Direct Micropatterning of Extracellular Matrix Proteins on Functionalized Polyacrylamide Hydrogels Shows Geometric Regulation of Cell-Cell Junctions

Microcontact printing of extracellular matrix (ECM) proteins in defined regions of a substrate allows spatial control over cell attachment and enables the study of cellular response to irregular ECM geometries. Over the past decade, numerous micropatterning techniques have emerged that conjugate ECM proteins on hydrogel substrates of tunable stiffness, which have revealed a range of cellular responses to varying matrix stiffness and geometry. However, micropatterning of ECM proteins on polyacrylamide (PA) hydrogel remains inconsistent due to its unreliable conjugation with the commonly used protein cross-linkers, particularly at low stiffness. To address these problems, we developed a micropatterning technique in which the PA gel is functionalized by incorporating oxidized N-hydroxyethylacrylamide, which allows direct protein binding through reactive aldehyde groups without any exogenous cross-linkers. As a result, a uniform and consistent protein transfer onto the hydrogel substrates of defined geometries is achieved, even for soft PA gels. We formed square, rectangular, and triangular patterns of two constant areas on soft and stiff PA gels that provide large and small adhesive areas for the MCF10A human mammary epithelial cell pairs.

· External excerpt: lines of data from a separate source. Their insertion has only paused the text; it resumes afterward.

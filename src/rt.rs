/*
 * Inmate Startup
 *
 * `_start` is entered in 64-bit mode on the boot CPU by the mode-switch
 * header that the loader places at the reset vector. It moves to a static
 * stack and brings up the runtime in order:
 *
 *   1. logger and console (`Config::default()`)
 *   2. layout validation
 *   3. heap, over a static area checked to lie below the f-segment
 *   4. interrupt dispatch
 *
 * and then calls the application's `inmate_main`. When that returns the
 * cell reports itself shut down and the CPU halts.
 */

use core::panic::PanicInfo;

use crate::arch::x86_64::halt;
use crate::comm_region::{CELL_FAILED, CELL_SHUT_DOWN, comm_region};
use crate::interrupts::int_init;
use crate::logger::{self, Config};
use crate::memory::{LAYOUT, heap, heap_area, validate_layout};

const STACK_SIZE: usize = 64 * 1024;
const HEAP_AREA_SIZE: usize = 256 * 1024;

#[repr(C, align(16))]
pub struct AlignedStack([u8; STACK_SIZE]);

#[unsafe(no_mangle)]
pub static mut INMATE_STACK: AlignedStack = AlignedStack([0; STACK_SIZE]);

/// Backing store of the heap. Page tables are carved from it, hence the
/// page alignment.
#[repr(C, align(4096))]
struct HeapArea([u8; HEAP_AREA_SIZE]);

static mut INMATE_HEAP_AREA: HeapArea = HeapArea([0; HEAP_AREA_SIZE]);

unsafe extern "C" {
    /// Application entry point, provided by the inmate.
    fn inmate_main();
}

#[unsafe(naked)]
#[unsafe(no_mangle)]
pub unsafe extern "C" fn _start() -> ! {
    core::arch::naked_asm!(
        "lea rsp, [rip + {stack} + {stack_size}]",
        "xor ebp, ebp",
        "call {startup}",
        "2:",
        "hlt",
        "jmp 2b",
        stack = sym INMATE_STACK,
        stack_size = const STACK_SIZE,
        startup = sym inmate_startup,
    );
}

extern "C" fn inmate_startup() -> ! {
    // Nothing to report to if this fails; keep going silently.
    let _ = logger::init(Config::default());
    log::info!("Inmate starting on CPU {}", crate::cpu_id());

    if let Err(err) = validate_layout(&LAYOUT) {
        log::error!("Invalid memory layout: {}", err);
        fail();
    }

    let base = (&raw mut INMATE_HEAP_AREA) as usize as u64;
    let area = match heap_area(base, HEAP_AREA_SIZE as u64) {
        Ok(area) => area,
        Err(err) => {
            log::error!("Heap area at 0x{:x} unusable: {}", base, err);
            fail();
        }
    };
    // SAFETY: the area is a static nothing else refers to, and startup runs
    // once.
    let heap = unsafe { heap::init_heap(area.base as usize as *mut u8, area.size as usize) };
    if let Err(err) = heap {
        log::error!("Heap setup failed: {}", err);
        fail();
    }

    int_init();

    unsafe { inmate_main() };

    log::info!("inmate_main returned, shutting down");
    comm_region().set_cell_state(CELL_SHUT_DOWN);
    halt();
}

fn fail() -> ! {
    comm_region().set_cell_state(CELL_FAILED);
    halt();
}

#[panic_handler]
fn panic(info: &PanicInfo) -> ! {
    x86_64::instructions::interrupts::disable();

    if let Some(location) = info.location() {
        log::error!(
            "PANIC at {}:{}: {}",
            location.file(),
            location.line(),
            info.message()
        );
    } else {
        log::error!("PANIC: {}", info.message());
    }

    fail();
}
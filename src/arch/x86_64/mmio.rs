/*
 * Memory-Mapped I/O Access
 *
 * Width-specific volatile accessors for device registers. Accesses to
 * emulated devices trap into the hypervisor, which decodes the faulting
 * instruction to find the access width, the register operand and the
 * direction. Its decoder only understands a restricted set of encodings.
 *
 * The 32-bit accessors are therefore written as inline assembly that emits
 * exactly one `mov` between a general purpose register and a memory operand
 * addressed by a single base register (no index, no displacement, no
 * immediate). Do not turn them into `read_volatile`/`write_volatile`: the
 * compiler is then free to fold the address computation into the
 * instruction and the trap can no longer be emulated.
 *
 * The 8, 16 and 64-bit variants are plain volatile accesses.
 */

use core::arch::asm;
use core::marker::PhantomData;

use super::pio::Io;

/// Read a byte from a device register.
///
/// # Safety
/// `address` must point to a mapped byte register or to valid memory.
#[inline(always)]
pub unsafe fn mmio_read8(address: *const u8) -> u8 {
    unsafe { core::ptr::read_volatile(address) }
}

/// Read a word from a device register.
///
/// # Safety
/// `address` must be mapped and 2-byte aligned.
#[inline(always)]
pub unsafe fn mmio_read16(address: *const u16) -> u16 {
    unsafe { core::ptr::read_volatile(address) }
}

// The 32-bit accessors pin the address to RDI and the value to EAX. Other
// base registers do not encode as plain `[reg]`: RBP and R13 need a zero
// displacement byte, RSP and R12 need a SIB byte, and R8-R15 add a REX
// prefix. The hypervisor's decoder only accepts the plain form.
macro_rules! mmio_read32_insn {
    () => {
        "mov eax, dword ptr [rdi]"
    };
}

macro_rules! mmio_write32_insn {
    () => {
        "mov dword ptr [rdi], eax"
    };
}

/// Read a doubleword from a device register.
///
/// Hypervisor decoder contract: emits exactly `mov eax, [rdi]` (8b 07).
///
/// # Safety
/// `address` must be mapped and 4-byte aligned.
#[inline(always)]
pub unsafe fn mmio_read32(address: *const u32) -> u32 {
    let value: u32;
    unsafe {
        asm!(
            mmio_read32_insn!(),
            in("rdi") address,
            out("eax") value,
            options(nostack, preserves_flags, readonly),
        );
    }
    value
}

/// Read a quadword from a device register.
///
/// # Safety
/// `address` must be mapped and 8-byte aligned.
#[inline(always)]
pub unsafe fn mmio_read64(address: *const u64) -> u64 {
    unsafe { core::ptr::read_volatile(address) }
}

/// # Safety
/// `address` must point to a mapped byte register or to valid memory.
#[inline(always)]
pub unsafe fn mmio_write8(address: *mut u8, value: u8) {
    unsafe { core::ptr::write_volatile(address, value) }
}

/// # Safety
/// `address` must be mapped and 2-byte aligned.
#[inline(always)]
pub unsafe fn mmio_write16(address: *mut u16, value: u16) {
    unsafe { core::ptr::write_volatile(address, value) }
}

/// Write a doubleword to a device register.
///
/// Hypervisor decoder contract: emits exactly `mov [rdi], eax` (89 07).
///
/// # Safety
/// `address` must be mapped and 4-byte aligned.
#[inline(always)]
pub unsafe fn mmio_write32(address: *mut u32, value: u32) {
    unsafe {
        asm!(
            mmio_write32_insn!(),
            in("rdi") address,
            in("eax") value,
            options(nostack, preserves_flags),
        );
    }
}

/// # Safety
/// `address` must be mapped and 8-byte aligned.
#[inline(always)]
pub unsafe fn mmio_write64(address: *mut u64, value: u64) {
    unsafe { core::ptr::write_volatile(address, value) }
}

/// A single memory-mapped register of width `T`.
#[derive(Copy, Clone)]
pub struct Mmio<T> {
    address: usize,
    value: PhantomData<T>,
}

impl<T> Mmio<T> {
    /// # Safety
    /// `address` must stay mapped and suitably aligned for as long as the
    /// register is used.
    pub const unsafe fn new(address: usize) -> Self {
        Mmio {
            address,
            value: PhantomData,
        }
    }

    pub const fn address(&self) -> usize {
        self.address
    }
}

impl Io for Mmio<u8> {
    type Value = u8;

    fn read(&self) -> u8 {
        unsafe { mmio_read8(self.address as *const u8) }
    }

    fn write(&mut self, value: u8) {
        unsafe { mmio_write8(self.address as *mut u8, value) }
    }
}

impl Io for Mmio<u16> {
    type Value = u16;

    fn read(&self) -> u16 {
        unsafe { mmio_read16(self.address as *const u16) }
    }

    fn write(&mut self, value: u16) {
        unsafe { mmio_write16(self.address as *mut u16, value) }
    }
}

impl Io for Mmio<u32> {
    type Value = u32;

    fn read(&self) -> u32 {
        unsafe { mmio_read32(self.address as *const u32) }
    }

    fn write(&mut self, value: u32) {
        unsafe { mmio_write32(self.address as *mut u32, value) }
    }
}

impl Io for Mmio<u64> {
    type Value = u64;

    fn read(&self) -> u64 {
        unsafe { mmio_read64(self.address as *const u64) }
    }

    fn write(&mut self, value: u64) {
        unsafe { mmio_write64(self.address as *mut u64, value) }
    }
}
/*
 * Identity Mapping
 *
 * The inmate runs on the flat identity map the loader built. `map_range`
 * extends it with 2 MiB pages so device windows and extra RAM become
 * reachable, optionally uncached.
 *
 * Page tables are reached through their physical address, which equals
 * their virtual address under the identity map. Missing PDPT and PD tables
 * come from the inmate heap.
 */

use core::fmt;
use core::ptr::NonNull;

use x86_64::{
    PhysAddr, VirtAddr,
    instructions::tlb,
    registers::control::Cr3,
    structures::paging::{PageTable, PageTableFlags, page_table::PageTableEntry},
};

use super::heap::{self, AllocError};
use crate::types::{HUGE_PAGE_MASK, HUGE_PAGE_SIZE, PAGE_MASK, PAGE_SIZE};

/// Cache attribute of a new mapping.
#[derive(Debug, Clone, Copy, PartialEq, Eq)]
pub enum MapType {
    Cached,
    /// Sets PCD, for device memory.
    Uncached,
}

#[derive(Debug, Clone, Copy, PartialEq, Eq)]
pub enum MapError {
    /// Start or size is not a multiple of the page size.
    Misaligned,
    /// Nothing to map.
    EmptyRange,
    /// The range wraps or leaves the canonical address space.
    OutOfRange,
    /// A 1 GiB page already covers the range.
    Conflict(u64),
    /// No heap memory left for a page table.
    OutOfMemory,
}

impl fmt::Display for MapError {
    fn fmt(&self, f: &mut fmt::Formatter<'_>) -> fmt::Result {
        match self {
            MapError::Misaligned => write!(f, "range is not page aligned"),
            MapError::EmptyRange => write!(f, "range is empty"),
            MapError::OutOfRange => write!(f, "range is outside the addressable space"),
            MapError::Conflict(addr) => write!(f, "0x{:x} is covered by a 1 GiB page", addr),
            MapError::OutOfMemory => write!(f, "no memory for page tables"),
        }
    }
}

impl From<AllocError> for MapError {
    fn from(_: AllocError) -> Self {
        MapError::OutOfMemory
    }
}

impl MapType {
    fn leaf_flags(self) -> PageTableFlags {
        let flags = PageTableFlags::PRESENT | PageTableFlags::WRITABLE | PageTableFlags::HUGE_PAGE;
        match self {
            MapType::Cached => flags,
            MapType::Uncached => flags | PageTableFlags::NO_CACHE,
        }
    }
}

/// Huge-page aligned bounds covering `[start, start + size)`.
fn huge_bounds(start: u64, size: u64) -> Result<(u64, u64), MapError> {
    if size == 0 {
        return Err(MapError::EmptyRange);
    }
    if start & !PAGE_MASK != 0 || size & !PAGE_MASK != 0 {
        return Err(MapError::Misaligned);
    }

    let end = start
        .checked_add(size)
        .and_then(|end| end.checked_add(HUGE_PAGE_SIZE - 1))
        .map(|end| end & HUGE_PAGE_MASK)
        .ok_or(MapError::OutOfRange)?;
    if VirtAddr::try_new(end - 1).is_err() || PhysAddr::try_new(end - 1).is_err() {
        return Err(MapError::OutOfRange);
    }

    Ok((start & HUGE_PAGE_MASK, end))
}

/// Follow `entry` to the next table, creating an empty one if needed.
///
/// # Safety
///
/// `entry` must belong to an identity-mapped page table hierarchy.
unsafe fn next_table<'a, F>(
    entry: &'a mut PageTableEntry,
    addr: u64,
    alloc_table: &mut F,
) -> Result<&'a mut PageTable, MapError>
where
    F: FnMut() -> Result<NonNull<u8>, AllocError>,
{
    let flags = entry.flags();
    if !flags.contains(PageTableFlags::PRESENT) {
        let table = alloc_table()?.as_ptr() as *mut PageTable;
        unsafe { table.write(PageTable::new()) };
        entry.set_addr(
            PhysAddr::new(table as u64),
            PageTableFlags::PRESENT | PageTableFlags::WRITABLE,
        );
    } else if flags.contains(PageTableFlags::HUGE_PAGE) {
        return Err(MapError::Conflict(addr));
    }

    Ok(unsafe { &mut *(entry.addr().as_u64() as *mut PageTable) })
}

/// PD covering `addr`, creating the PDPT and PD on the way if missing.
///
/// # Safety
///
/// As for `map_range_in`.
unsafe fn pd_for<'a, F>(
    root: *mut PageTable,
    addr: u64,
    alloc_table: &mut F,
) -> Result<&'a mut PageTable, MapError>
where
    F: FnMut() -> Result<NonNull<u8>, AllocError>,
{
    let virt = VirtAddr::new(addr);
    let pml4 = unsafe { &mut *root };
    let pdpt = unsafe { next_table(&mut pml4[virt.p4_index()], addr, alloc_table)? };
    unsafe { next_table(&mut pdpt[virt.p3_index()], addr, alloc_table) }
}

/// Identity-map `[start, start + size)` below the PML4 at `root`.
///
/// Returns the huge-page aligned range that was actually written. All
/// intermediate tables are created and checked before the first leaf entry
/// changes, so on error no existing translation has been touched. Tables
/// created before the error stay linked in, empty.
///
/// # Safety
///
/// `root` must point to a valid PML4 whose tables are identity mapped, and
/// `alloc_table` must return page-aligned, page-sized blocks that are not
/// used for anything else.
pub unsafe fn map_range_in<F>(
    root: *mut PageTable,
    start: u64,
    size: u64,
    map_type: MapType,
    mut alloc_table: F,
) -> Result<(u64, u64), MapError>
where
    F: FnMut() -> Result<NonNull<u8>, AllocError>,
{
    let (first, end) = huge_bounds(start, size)?;
    let flags = map_type.leaf_flags();

    let mut addr = first;
    while addr < end {
        unsafe { pd_for(root, addr, &mut alloc_table)? };
        addr += HUGE_PAGE_SIZE;
    }

    let mut addr = first;
    while addr < end {
        let pd = unsafe { pd_for(root, addr, &mut alloc_table)? };
        pd[VirtAddr::new(addr).p2_index()].set_addr(PhysAddr::new(addr), flags);
        addr += HUGE_PAGE_SIZE;
    }

    Ok((first, end))
}

/// Identity-map `[start, start + size)` in the active address space.
///
/// # Arguments
///
/// * `start` - First physical address, page aligned
/// * `size` - Length in bytes, page aligned and non-zero
/// * `map_type` - Cache attribute for every 2 MiB page of the range
///
/// # Returns
///
/// `Ok(())` once the range, widened to 2 MiB boundaries, is mapped and its
/// TLB entries are flushed. Existing 2 MiB entries are overwritten.
///
/// # Errors
///
/// `Misaligned`, `EmptyRange` and `OutOfRange` for a bad range,
/// `Conflict` when a 1 GiB page covers part of it and `OutOfMemory` when the
/// heap cannot supply a page table. On error no existing mapping changed.
pub fn map_range(start: u64, size: u64, map_type: MapType) -> Result<(), MapError> {
    let (frame, _) = Cr3::read();
    let root = frame.start_address().as_u64() as *mut PageTable;

    // SAFETY: CR3 holds the identity-mapped tables set up by the loader, and
    // heap blocks are never reused.
    let (first, end) = unsafe {
        map_range_in(root, start, size, map_type, || {
            heap::alloc(PAGE_SIZE as usize, PAGE_SIZE as usize)
        })?
    };

    let mut addr = first;
    while addr < end {
        tlb::flush(VirtAddr::new(addr));
        addr += HUGE_PAGE_SIZE;
    }

    log::debug!(
        "Mapped 0x{:x} - 0x{:x} ({:?})",
        first,
        end - 1,
        map_type
    );
    Ok(())
}

#[cfg(test)]
mod tests {
    use super::*;
    use crate::memory::InmateHeap;

    const GIB: u64 = 1 << 30;

    /// Page table memory for one test, carved from a host buffer.
    struct Tables {
        _buffer: Vec<u64>,
        heap: InmateHeap,
        root: *mut PageTable,
    }

    impl Tables {
        fn new(pages: usize) -> Self {
            let len = (pages + 2) * PAGE_SIZE as usize;
            let mut buffer = vec![0u64; len / 8];
            let mut heap = InmateHeap::empty();
            unsafe { heap.init(buffer.as_mut_ptr() as *mut u8, len) };
            let root = heap.alloc(PAGE_SIZE as usize, PAGE_SIZE as usize).unwrap();
            let root = root.as_ptr() as *mut PageTable;
            unsafe { root.write(PageTable::new()) };
            Self { _buffer: buffer, heap, root }
        }

        fn map(&mut self, start: u64, size: u64, map_type: MapType) -> Result<(u64, u64), MapError> {
            let heap = &mut self.heap;
            unsafe {
                map_range_in(self.root, start, size, map_type, || {
                    heap.alloc(PAGE_SIZE as usize, PAGE_SIZE as usize)
                })
            }
        }

        /// The PD entry translating `addr`, if the walk gets that far.
        fn leaf(&self, addr: u64) -> Option<PageTableEntry> {
            let virt = VirtAddr::new(addr);
            let mut table = unsafe { &*self.root };
            for index in [virt.p4_index(), virt.p3_index()] {
                let entry = &table[index];
                if !entry.flags().contains(PageTableFlags::PRESENT) {
                    return None;
                }
                table = unsafe { &*(entry.addr().as_u64() as *const PageTable) };
            }
            Some(table[virt.p2_index()].clone())
        }

        fn tables_used(&self) -> usize {
            self.heap.used() / PAGE_SIZE as usize
        }
    }

    #[test]
    fn test_misaligned_and_empty_ranges_rejected() {
        let mut tables = Tables::new(4);
        assert_eq!(tables.map(0x1000_0800, 0x1000, MapType::Cached), Err(MapError::Misaligned));
        assert_eq!(tables.map(0x1000_0000, 0x800, MapType::Cached), Err(MapError::Misaligned));
        assert_eq!(tables.map(0x1000_0000, 0, MapType::Cached), Err(MapError::EmptyRange));
        assert_eq!(
            tables.map(u64::MAX & PAGE_MASK, PAGE_SIZE, MapType::Cached),
            Err(MapError::OutOfRange)
        );
        assert_eq!(tables.tables_used(), 1);
    }

    #[test]
    fn test_cached_mapping_flags() {
        let mut tables = Tables::new(4);
        tables.map(0x4000_0000, HUGE_PAGE_SIZE, MapType::Cached).unwrap();

        let leaf = tables.leaf(0x4000_0000).unwrap();
        assert_eq!(leaf.addr().as_u64(), 0x4000_0000);
        assert_eq!(
            leaf.flags(),
            PageTableFlags::PRESENT | PageTableFlags::WRITABLE | PageTableFlags::HUGE_PAGE
        );
    }

    #[test]
    fn test_uncached_mapping_sets_pcd() {
        let mut tables = Tables::new(4);
        tables.map(0xfee0_0000, PAGE_SIZE, MapType::Uncached).unwrap();

        let leaf = tables.leaf(0xfee0_0000).unwrap();
        assert!(leaf.flags().contains(PageTableFlags::NO_CACHE));
        assert!(leaf.flags().contains(PageTableFlags::HUGE_PAGE));
    }

    #[test]
    fn test_range_widened_to_huge_pages() {
        let mut tables = Tables::new(4);
        let covered = tables.map(0x20_1000, 0x1000, MapType::Cached).unwrap();
        assert_eq!(covered, (0x20_0000, 0x40_0000));

        assert_eq!(tables.leaf(0x20_0000).unwrap().addr().as_u64(), 0x20_0000);
        assert!(tables.leaf(0x40_0000).unwrap().is_unused());
        assert!(tables.leaf(0x0).unwrap().is_unused());
    }

    #[test]
    fn test_intermediate_tables_shared() {
        let mut tables = Tables::new(4);
        tables.map(0x8000_0000, 4 * HUGE_PAGE_SIZE, MapType::Cached).unwrap();
        // root + one PDPT + one PD
        assert_eq!(tables.tables_used(), 3);
        for i in 0..4 {
            let addr = 0x8000_0000 + i * HUGE_PAGE_SIZE;
            assert_eq!(tables.leaf(addr).unwrap().addr().as_u64(), addr);
        }

        // Crossing a 1 GiB boundary needs one more PD.
        tables.map(GIB - HUGE_PAGE_SIZE, 2 * HUGE_PAGE_SIZE, MapType::Cached).unwrap();
        assert_eq!(tables.tables_used(), 5);
    }

    #[test]
    fn test_remap_updates_existing_entry() {
        let mut tables = Tables::new(4);
        tables.map(0x6000_0000, HUGE_PAGE_SIZE, MapType::Cached).unwrap();
        let used = tables.tables_used();

        tables.map(0x6000_0000, HUGE_PAGE_SIZE, MapType::Uncached).unwrap();
        assert_eq!(tables.tables_used(), used);
        assert!(tables.leaf(0x6000_0000).unwrap().flags().contains(PageTableFlags::NO_CACHE));
    }

    #[test]
    fn test_gigabyte_page_conflict() {
        let mut tables = Tables::new(4);
        let pml4 = unsafe { &mut *tables.root };
        let pdpt = tables.heap.alloc(PAGE_SIZE as usize, PAGE_SIZE as usize).unwrap();
        let pdpt = pdpt.as_ptr() as *mut PageTable;
        unsafe { pdpt.write(PageTable::new()) };
        pml4[0].set_addr(
            PhysAddr::new(pdpt as u64),
            PageTableFlags::PRESENT | PageTableFlags::WRITABLE,
        );
        (unsafe { &mut *pdpt })[1].set_addr(
            PhysAddr::new(GIB),
            PageTableFlags::PRESENT | PageTableFlags::HUGE_PAGE,
        );

        assert_eq!(
            tables.map(GIB, HUGE_PAGE_SIZE, MapType::Cached),
            Err(MapError::Conflict(GIB))
        );
    }

    #[test]
    fn test_table_allocation_failure() {
        let mut tables = Tables::new(0);
        // Slack in the buffer may fit one table but never both.
        assert_eq!(
            tables.map(0x4000_0000, HUGE_PAGE_SIZE, MapType::Cached),
            Err(MapError::OutOfMemory)
        );
    }

    #[test]
    fn test_failed_remap_leaves_existing_entries() {
        let mut tables = Tables::new(4);
        tables.map(GIB - HUGE_PAGE_SIZE, HUGE_PAGE_SIZE, MapType::Cached).unwrap();
        while tables.heap.alloc(PAGE_SIZE as usize, PAGE_SIZE as usize).is_ok() {}

        // The second 2 MiB page needs a new PD the heap cannot supply.
        assert_eq!(
            tables.map(GIB - HUGE_PAGE_SIZE, 2 * HUGE_PAGE_SIZE, MapType::Uncached),
            Err(MapError::OutOfMemory)
        );
        let leaf = tables.leaf(GIB - HUGE_PAGE_SIZE).unwrap();
        assert_eq!(leaf.addr().as_u64(), GIB - HUGE_PAGE_SIZE);
        assert!(!leaf.flags().contains(PageTableFlags::NO_CACHE));
    }
}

We measured intercellular E-cadherin (E-cad) expression and found that cell-cell junctions could be deteriorated independently by either the stiff ECM of any shape or the elongated cell morphology, accompanied by increased cell-generated tractions, on rectangular soft ECM patterns. Inhibition of nonmuscle myosin II reduced the E-cad junctional localization in cell pairs. When the cell spreading was restricted by reducing the adhesive area of the patterns, we observed an overall rise in E-cad expression at cell-cell junctions. Our findings present an improved micropatterning technique which reveals a geometric regulation of cell-cell junctions in epithelial cell pairs.